Source material —
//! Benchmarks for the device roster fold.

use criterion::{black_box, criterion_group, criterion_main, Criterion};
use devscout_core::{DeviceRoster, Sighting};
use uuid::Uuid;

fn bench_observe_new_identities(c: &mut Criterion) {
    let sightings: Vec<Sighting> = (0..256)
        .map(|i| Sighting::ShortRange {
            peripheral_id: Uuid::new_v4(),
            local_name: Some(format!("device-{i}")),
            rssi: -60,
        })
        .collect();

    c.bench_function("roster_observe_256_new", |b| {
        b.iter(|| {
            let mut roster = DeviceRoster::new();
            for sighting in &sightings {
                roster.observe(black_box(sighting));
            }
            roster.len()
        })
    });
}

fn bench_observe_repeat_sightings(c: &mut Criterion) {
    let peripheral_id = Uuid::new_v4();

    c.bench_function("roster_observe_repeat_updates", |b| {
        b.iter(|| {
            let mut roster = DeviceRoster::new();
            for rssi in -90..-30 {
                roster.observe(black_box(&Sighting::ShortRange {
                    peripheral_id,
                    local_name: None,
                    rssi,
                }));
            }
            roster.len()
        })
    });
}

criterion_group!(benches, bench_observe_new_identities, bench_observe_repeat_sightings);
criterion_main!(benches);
* * *
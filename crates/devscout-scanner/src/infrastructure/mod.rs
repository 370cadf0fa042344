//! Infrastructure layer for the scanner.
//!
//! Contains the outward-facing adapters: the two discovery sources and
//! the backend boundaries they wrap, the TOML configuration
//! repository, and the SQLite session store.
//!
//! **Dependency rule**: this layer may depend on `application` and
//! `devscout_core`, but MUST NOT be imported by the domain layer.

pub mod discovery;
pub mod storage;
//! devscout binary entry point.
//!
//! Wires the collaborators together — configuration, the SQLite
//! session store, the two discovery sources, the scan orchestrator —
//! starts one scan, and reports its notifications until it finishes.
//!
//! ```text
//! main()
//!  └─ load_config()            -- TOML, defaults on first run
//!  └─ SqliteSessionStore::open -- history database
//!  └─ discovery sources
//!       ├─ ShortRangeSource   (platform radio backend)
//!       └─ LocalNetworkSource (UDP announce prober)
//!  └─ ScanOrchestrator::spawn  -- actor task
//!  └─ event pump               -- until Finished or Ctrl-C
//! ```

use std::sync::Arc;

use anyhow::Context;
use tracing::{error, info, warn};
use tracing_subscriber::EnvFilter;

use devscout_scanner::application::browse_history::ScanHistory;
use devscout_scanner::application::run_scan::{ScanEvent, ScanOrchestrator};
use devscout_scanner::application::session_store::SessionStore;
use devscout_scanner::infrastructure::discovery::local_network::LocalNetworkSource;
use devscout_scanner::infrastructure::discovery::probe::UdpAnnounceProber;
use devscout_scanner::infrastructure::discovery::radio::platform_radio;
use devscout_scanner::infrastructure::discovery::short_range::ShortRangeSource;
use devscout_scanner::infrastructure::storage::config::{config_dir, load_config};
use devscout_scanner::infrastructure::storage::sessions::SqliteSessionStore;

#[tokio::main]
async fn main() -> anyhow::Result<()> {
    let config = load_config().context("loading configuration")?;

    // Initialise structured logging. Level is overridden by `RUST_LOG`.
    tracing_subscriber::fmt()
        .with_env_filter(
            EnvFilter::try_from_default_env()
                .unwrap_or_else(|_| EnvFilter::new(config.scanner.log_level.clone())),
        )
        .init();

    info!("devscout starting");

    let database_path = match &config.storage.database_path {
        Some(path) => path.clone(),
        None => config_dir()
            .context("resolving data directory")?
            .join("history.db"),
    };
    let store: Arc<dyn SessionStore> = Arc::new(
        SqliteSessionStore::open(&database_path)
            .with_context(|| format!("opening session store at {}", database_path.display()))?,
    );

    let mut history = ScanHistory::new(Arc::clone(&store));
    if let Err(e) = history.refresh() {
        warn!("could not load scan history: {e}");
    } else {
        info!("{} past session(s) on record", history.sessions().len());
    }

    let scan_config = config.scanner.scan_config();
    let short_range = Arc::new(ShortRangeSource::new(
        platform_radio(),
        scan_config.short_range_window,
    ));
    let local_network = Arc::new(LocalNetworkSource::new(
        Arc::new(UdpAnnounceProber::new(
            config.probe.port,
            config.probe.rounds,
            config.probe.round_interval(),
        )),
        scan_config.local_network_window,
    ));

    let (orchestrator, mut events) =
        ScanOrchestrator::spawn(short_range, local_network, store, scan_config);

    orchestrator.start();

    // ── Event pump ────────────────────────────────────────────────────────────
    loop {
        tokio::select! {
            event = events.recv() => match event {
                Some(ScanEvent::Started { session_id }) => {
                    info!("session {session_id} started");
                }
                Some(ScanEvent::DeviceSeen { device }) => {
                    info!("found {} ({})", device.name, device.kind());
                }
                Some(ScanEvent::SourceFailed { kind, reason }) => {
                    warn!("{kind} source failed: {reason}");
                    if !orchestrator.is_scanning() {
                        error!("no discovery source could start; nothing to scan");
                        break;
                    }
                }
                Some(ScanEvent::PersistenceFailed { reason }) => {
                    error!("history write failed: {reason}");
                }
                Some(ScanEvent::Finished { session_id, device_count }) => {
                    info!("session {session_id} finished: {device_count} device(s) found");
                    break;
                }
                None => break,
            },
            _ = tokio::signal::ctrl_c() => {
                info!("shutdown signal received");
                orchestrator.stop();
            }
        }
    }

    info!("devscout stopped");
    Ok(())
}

Work instructions — From the records above, transcribe exactly the run of lines that opens with the line holding "device roster fold." and closes with the line holding "criterion_main!(benches);", both included.

Output of the task —
//! Benchmarks for the device roster fold.

use criterion::{black_box, criterion_group, criterion_main, Criterion};
use devscout_core::{DeviceRoster, Sighting};
use uuid::Uuid;

fn bench_observe_new_identities(c: &mut Criterion) {
    let sightings: Vec<Sighting> = (0..256)
        .map(|i| Sighting::ShortRange {
            peripheral_id: Uuid::new_v4(),
            local_name: Some(format!("device-{i}")),
            rssi: -60,
        })
        .collect();

    c.bench_function("roster_observe_256_new", |b| {
        b.iter(|| {
            let mut roster = DeviceRoster::new();
            for sighting in &sightings {
                roster.observe(black_box(sighting));
            }
            roster.len()
        })
    });
}

fn bench_observe_repeat_sightings(c: &mut Criterion) {
    let peripheral_id = Uuid::new_v4();

    c.bench_function("roster_observe_repeat_updates", |b| {
        b.iter(|| {
            let mut roster = DeviceRoster::new();
            for rssi in -90..-30 {
                roster.observe(black_box(&Sighting::ShortRange {
                    peripheral_id,
                    local_name: None,
                    rssi,
                }));
            }
            roster.len()
        })
    });
}

criterion_group!(benches, bench_observe_new_identities, bench_observe_repeat_sightings);
criterion_main!(benches);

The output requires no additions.